#### RECORDS SHOWN ####

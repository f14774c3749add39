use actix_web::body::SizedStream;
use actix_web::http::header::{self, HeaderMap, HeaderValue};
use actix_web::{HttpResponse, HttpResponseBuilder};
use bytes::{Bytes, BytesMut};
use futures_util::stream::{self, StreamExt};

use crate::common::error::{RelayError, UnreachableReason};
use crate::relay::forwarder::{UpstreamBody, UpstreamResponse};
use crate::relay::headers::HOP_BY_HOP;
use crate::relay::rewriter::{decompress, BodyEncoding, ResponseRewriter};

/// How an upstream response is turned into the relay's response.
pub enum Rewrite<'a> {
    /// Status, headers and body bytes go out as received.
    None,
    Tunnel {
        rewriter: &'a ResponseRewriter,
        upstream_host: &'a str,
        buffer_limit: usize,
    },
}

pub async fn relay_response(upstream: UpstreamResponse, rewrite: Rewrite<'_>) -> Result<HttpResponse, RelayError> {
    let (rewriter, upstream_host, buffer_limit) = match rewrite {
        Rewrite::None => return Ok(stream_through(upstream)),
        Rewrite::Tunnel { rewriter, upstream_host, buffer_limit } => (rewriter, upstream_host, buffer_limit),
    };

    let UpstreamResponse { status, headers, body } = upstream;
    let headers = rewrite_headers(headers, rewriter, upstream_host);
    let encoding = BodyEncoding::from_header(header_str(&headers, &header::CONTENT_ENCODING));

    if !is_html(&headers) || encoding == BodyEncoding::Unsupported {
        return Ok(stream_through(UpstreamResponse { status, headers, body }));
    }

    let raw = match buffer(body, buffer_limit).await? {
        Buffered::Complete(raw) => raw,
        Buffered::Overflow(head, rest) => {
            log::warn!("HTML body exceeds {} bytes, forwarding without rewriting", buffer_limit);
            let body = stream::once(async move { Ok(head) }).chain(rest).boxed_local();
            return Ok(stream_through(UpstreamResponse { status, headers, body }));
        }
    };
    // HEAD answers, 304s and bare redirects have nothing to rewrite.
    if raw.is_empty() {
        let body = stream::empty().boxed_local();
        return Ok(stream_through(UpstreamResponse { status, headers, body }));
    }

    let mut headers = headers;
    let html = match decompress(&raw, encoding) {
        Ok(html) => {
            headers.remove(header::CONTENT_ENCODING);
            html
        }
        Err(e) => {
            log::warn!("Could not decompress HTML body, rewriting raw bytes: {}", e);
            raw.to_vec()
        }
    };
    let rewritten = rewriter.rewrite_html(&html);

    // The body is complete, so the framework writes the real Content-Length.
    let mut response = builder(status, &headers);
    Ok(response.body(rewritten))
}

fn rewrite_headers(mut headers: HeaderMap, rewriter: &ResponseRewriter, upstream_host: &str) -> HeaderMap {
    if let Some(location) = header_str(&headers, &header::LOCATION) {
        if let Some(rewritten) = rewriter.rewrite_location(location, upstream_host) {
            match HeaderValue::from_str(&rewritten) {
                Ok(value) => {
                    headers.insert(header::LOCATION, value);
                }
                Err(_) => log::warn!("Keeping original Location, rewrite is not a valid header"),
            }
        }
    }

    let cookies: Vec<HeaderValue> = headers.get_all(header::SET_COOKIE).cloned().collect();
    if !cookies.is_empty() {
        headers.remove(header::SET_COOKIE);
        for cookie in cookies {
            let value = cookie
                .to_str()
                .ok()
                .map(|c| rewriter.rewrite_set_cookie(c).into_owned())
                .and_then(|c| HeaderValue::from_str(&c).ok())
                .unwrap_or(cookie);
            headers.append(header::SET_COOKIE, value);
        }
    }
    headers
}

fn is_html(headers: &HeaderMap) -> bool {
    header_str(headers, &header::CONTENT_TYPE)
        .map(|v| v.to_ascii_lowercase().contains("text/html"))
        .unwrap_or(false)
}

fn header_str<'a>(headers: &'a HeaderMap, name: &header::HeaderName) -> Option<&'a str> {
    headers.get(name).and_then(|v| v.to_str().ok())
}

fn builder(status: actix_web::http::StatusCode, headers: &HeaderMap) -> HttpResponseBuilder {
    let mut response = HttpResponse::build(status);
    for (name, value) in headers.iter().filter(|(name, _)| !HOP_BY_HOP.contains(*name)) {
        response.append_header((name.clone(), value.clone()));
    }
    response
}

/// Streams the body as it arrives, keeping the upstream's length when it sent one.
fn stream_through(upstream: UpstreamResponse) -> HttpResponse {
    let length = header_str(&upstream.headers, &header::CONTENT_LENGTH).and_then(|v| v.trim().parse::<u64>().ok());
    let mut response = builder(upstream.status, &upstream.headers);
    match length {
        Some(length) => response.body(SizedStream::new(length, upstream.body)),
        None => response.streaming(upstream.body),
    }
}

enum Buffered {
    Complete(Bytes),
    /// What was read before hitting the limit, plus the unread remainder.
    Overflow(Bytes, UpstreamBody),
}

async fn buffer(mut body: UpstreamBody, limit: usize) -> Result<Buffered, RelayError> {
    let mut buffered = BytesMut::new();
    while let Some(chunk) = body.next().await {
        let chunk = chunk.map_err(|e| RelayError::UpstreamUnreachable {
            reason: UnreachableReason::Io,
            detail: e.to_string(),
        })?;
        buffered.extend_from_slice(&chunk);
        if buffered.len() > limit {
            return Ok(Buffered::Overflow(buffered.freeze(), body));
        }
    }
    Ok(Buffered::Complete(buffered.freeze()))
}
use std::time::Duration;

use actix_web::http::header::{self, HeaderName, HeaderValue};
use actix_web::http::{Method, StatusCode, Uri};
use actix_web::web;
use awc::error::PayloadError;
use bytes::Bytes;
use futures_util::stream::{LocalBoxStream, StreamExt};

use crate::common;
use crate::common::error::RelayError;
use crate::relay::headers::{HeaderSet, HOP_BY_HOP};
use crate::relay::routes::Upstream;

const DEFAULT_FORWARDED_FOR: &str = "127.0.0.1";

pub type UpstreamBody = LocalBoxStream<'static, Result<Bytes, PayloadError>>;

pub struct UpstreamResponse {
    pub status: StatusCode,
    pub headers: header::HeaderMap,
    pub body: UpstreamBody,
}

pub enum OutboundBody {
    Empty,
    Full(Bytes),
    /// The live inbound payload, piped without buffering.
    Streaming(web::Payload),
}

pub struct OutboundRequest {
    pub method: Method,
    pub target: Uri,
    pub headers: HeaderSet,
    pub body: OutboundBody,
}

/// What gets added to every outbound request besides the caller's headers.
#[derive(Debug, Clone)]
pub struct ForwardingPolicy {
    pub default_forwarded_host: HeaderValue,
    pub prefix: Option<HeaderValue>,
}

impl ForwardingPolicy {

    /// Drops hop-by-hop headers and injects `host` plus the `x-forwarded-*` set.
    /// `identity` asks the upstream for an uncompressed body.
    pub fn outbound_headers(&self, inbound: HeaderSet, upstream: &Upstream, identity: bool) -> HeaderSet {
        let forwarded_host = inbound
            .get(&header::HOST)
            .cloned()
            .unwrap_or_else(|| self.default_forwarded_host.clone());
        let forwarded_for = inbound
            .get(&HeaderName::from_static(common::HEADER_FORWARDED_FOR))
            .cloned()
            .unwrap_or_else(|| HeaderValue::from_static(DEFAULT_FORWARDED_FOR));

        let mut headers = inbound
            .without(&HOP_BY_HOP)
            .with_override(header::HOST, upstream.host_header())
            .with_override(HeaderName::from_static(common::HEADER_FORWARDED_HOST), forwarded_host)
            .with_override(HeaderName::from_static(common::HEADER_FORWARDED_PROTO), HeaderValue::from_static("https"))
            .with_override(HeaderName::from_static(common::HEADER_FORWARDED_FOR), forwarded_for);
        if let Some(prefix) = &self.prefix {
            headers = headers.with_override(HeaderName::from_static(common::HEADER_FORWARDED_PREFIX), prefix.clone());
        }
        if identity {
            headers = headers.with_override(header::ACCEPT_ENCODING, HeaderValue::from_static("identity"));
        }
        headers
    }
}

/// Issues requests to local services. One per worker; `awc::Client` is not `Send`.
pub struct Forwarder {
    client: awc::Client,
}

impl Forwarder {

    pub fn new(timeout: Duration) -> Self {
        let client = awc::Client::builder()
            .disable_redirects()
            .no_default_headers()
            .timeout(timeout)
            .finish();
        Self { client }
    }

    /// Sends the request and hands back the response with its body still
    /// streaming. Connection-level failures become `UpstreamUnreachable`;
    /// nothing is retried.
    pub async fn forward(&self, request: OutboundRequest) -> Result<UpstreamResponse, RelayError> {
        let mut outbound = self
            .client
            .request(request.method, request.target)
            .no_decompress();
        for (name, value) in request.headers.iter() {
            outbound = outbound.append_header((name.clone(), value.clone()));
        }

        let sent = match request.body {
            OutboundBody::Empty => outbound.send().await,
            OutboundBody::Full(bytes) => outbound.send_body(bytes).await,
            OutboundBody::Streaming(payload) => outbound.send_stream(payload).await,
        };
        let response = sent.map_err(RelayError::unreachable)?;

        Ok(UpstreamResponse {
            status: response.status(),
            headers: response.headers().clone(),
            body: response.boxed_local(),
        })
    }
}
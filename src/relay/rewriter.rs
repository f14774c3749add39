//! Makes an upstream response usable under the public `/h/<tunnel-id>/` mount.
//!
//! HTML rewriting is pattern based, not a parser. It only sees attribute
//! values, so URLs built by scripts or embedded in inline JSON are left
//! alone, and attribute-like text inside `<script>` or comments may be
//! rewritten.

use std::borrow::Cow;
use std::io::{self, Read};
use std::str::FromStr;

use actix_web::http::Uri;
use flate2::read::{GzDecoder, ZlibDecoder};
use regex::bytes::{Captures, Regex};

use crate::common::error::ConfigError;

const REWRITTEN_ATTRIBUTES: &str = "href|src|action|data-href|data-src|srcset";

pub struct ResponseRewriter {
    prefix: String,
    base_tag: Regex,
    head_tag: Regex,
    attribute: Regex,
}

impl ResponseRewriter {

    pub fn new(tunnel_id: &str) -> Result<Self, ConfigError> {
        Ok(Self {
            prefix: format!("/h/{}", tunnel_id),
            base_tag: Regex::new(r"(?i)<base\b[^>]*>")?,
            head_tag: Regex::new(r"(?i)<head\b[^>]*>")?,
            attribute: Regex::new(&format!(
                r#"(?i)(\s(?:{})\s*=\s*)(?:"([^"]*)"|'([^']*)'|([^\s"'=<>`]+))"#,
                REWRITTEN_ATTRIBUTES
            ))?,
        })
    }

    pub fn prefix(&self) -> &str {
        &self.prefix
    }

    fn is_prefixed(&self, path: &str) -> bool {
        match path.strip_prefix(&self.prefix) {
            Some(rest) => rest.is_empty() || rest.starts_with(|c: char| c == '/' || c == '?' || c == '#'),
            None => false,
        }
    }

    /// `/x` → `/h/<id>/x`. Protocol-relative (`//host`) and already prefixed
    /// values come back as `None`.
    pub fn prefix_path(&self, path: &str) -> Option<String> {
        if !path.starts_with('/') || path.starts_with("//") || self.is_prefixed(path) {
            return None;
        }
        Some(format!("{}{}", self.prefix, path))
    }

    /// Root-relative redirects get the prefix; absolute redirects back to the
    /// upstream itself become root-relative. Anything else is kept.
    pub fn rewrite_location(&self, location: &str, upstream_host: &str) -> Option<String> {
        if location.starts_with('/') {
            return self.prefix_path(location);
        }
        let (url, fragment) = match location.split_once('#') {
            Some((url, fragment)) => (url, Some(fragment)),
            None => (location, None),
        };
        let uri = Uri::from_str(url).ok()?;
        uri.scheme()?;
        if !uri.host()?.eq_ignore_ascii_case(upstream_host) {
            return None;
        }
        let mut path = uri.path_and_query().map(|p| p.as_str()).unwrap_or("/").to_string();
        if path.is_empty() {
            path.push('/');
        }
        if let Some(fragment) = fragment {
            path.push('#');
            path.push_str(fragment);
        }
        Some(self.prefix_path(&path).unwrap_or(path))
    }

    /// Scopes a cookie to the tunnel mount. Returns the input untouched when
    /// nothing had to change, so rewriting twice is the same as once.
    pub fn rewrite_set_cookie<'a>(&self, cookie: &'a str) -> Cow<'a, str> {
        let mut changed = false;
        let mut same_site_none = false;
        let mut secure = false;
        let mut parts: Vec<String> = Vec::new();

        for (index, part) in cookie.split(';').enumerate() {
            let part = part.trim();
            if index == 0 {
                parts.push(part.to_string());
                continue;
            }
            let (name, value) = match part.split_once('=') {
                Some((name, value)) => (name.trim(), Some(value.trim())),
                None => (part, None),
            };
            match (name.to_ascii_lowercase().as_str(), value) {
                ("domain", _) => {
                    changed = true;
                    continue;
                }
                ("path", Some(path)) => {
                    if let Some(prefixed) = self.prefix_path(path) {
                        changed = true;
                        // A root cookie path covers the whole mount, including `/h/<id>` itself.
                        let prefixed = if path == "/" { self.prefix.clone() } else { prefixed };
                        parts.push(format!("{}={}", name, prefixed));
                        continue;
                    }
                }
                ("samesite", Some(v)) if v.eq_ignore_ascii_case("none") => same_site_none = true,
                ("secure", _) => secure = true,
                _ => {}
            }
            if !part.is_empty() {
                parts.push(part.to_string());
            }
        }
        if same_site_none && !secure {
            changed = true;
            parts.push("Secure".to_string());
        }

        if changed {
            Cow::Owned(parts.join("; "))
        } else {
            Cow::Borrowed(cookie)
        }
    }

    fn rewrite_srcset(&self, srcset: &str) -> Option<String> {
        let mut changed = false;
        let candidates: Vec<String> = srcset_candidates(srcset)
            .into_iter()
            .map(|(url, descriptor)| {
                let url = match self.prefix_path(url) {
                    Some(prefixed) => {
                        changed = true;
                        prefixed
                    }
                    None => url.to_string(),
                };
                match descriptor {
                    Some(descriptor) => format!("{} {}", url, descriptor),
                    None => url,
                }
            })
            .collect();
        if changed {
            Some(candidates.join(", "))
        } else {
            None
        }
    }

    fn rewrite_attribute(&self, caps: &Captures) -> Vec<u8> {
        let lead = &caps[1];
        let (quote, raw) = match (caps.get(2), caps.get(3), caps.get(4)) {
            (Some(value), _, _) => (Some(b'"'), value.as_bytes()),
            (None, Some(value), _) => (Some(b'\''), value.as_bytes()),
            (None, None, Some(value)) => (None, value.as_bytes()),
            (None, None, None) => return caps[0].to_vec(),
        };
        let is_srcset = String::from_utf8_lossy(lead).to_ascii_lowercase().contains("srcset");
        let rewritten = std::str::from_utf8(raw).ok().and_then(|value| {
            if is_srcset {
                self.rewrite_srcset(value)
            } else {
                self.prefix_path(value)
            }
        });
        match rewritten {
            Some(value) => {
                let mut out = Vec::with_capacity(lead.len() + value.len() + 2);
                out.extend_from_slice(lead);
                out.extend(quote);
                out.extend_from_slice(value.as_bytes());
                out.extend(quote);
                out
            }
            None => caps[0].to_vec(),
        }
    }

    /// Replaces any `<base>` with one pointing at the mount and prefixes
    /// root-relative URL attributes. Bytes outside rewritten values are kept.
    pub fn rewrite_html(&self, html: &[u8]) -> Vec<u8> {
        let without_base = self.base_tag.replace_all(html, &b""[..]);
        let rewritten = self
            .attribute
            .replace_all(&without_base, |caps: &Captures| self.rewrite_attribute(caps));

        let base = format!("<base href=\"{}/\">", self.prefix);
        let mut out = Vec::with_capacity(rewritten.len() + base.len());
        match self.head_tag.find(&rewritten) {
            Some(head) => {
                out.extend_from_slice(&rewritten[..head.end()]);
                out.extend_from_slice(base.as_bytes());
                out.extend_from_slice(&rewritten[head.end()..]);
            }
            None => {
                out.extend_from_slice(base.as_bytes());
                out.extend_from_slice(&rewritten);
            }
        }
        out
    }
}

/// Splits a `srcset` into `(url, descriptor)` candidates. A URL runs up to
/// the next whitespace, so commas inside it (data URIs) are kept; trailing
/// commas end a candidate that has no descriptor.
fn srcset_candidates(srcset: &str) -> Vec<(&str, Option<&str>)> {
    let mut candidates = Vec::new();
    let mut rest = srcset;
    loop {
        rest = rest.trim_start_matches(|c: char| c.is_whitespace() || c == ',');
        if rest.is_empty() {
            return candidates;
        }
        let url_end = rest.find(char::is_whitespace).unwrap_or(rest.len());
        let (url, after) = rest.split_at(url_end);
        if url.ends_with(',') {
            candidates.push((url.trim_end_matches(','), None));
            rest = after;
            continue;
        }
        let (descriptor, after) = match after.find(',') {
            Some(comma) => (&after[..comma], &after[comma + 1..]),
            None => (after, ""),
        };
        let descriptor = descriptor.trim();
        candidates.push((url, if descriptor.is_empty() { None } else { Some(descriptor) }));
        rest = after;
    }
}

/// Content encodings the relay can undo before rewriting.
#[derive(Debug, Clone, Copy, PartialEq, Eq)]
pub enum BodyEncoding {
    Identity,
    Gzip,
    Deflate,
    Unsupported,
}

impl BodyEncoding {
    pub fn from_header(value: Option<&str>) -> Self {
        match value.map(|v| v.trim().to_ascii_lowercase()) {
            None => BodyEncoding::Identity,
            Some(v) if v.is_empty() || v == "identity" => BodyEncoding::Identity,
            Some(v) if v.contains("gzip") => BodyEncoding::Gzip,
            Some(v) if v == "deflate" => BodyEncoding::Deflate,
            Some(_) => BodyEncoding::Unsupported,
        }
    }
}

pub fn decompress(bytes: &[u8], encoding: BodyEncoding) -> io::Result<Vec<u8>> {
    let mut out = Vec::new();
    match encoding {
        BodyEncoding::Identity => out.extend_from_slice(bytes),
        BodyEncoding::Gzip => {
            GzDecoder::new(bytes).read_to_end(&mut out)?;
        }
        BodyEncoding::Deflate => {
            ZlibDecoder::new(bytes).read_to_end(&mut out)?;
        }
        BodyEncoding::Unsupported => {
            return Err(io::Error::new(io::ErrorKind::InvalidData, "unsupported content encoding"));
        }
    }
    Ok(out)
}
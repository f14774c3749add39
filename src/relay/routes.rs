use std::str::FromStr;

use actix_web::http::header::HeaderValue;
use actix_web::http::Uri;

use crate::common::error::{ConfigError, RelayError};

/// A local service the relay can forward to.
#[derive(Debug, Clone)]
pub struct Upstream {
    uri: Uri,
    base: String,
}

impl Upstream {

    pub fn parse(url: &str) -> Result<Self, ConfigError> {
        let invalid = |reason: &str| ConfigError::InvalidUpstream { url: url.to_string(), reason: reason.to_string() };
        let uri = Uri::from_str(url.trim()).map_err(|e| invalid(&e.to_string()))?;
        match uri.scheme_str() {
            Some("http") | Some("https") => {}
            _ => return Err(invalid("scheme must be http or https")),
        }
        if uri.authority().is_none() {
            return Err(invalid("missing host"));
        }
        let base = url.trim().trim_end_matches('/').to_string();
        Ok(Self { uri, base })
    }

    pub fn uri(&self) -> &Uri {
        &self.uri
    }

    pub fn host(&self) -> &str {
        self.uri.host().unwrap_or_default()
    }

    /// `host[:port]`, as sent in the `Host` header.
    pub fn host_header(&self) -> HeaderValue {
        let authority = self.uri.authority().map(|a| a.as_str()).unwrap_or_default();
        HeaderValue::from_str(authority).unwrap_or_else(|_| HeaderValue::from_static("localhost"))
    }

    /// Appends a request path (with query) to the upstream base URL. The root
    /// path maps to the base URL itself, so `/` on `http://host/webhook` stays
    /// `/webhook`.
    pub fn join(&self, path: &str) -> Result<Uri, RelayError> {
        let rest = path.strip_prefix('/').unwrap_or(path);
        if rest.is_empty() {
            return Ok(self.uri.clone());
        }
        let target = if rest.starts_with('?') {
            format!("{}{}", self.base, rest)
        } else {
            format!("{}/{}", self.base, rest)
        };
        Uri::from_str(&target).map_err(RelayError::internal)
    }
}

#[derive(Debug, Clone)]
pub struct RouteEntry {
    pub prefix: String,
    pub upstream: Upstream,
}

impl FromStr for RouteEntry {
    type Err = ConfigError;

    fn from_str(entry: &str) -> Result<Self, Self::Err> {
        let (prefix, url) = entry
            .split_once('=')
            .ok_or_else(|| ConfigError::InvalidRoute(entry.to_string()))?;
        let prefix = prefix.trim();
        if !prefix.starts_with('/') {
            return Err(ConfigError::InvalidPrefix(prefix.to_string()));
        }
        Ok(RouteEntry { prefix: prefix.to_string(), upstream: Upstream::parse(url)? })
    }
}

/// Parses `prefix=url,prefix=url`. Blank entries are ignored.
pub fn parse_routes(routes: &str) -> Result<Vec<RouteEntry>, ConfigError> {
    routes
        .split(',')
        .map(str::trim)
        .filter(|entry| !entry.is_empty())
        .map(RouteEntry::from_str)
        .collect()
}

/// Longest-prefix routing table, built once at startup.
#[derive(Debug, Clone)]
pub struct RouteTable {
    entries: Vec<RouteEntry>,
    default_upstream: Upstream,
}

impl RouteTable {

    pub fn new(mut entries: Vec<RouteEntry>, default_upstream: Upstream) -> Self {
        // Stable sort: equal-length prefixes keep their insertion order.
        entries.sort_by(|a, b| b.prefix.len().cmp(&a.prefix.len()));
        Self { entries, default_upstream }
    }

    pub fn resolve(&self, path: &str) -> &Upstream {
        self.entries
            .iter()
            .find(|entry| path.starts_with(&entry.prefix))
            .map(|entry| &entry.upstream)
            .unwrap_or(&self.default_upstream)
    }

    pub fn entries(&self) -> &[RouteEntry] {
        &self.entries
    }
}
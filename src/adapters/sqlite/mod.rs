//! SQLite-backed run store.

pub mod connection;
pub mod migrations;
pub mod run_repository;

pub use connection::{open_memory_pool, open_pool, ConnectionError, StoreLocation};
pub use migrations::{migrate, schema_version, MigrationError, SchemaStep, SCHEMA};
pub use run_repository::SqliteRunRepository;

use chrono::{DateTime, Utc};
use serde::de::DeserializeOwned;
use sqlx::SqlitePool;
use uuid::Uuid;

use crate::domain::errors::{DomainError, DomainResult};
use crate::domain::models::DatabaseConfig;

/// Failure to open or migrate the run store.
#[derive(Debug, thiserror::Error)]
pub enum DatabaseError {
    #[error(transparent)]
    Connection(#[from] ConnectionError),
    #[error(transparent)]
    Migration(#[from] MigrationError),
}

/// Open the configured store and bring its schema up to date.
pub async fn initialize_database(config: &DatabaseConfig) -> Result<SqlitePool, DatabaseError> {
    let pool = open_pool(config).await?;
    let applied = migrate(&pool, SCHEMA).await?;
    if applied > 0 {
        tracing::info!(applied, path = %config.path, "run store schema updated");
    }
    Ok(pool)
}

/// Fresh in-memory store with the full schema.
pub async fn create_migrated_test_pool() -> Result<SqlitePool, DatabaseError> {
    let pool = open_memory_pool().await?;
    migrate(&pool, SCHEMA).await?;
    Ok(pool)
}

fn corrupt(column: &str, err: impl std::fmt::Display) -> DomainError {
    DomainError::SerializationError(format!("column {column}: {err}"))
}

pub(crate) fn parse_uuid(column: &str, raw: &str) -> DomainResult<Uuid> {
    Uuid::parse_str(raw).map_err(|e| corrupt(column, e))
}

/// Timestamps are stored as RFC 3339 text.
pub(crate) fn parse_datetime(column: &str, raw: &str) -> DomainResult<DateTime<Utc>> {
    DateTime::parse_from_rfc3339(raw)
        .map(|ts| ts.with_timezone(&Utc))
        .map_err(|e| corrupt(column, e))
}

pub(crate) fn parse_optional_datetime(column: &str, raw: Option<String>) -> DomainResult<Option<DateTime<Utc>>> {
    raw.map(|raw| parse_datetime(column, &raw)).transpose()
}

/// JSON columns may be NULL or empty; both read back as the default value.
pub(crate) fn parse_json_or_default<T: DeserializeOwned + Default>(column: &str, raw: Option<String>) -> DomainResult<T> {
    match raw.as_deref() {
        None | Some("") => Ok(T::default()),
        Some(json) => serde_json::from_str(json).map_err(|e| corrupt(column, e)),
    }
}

####

» **BRIEF**
Copy each line of the listing above that contains the word "What".

» **REPLY TO THE TASK**
    /// What was read before hitting the limit, plus the unread remainder.
/// What gets added to every outbound request besides the caller's headers.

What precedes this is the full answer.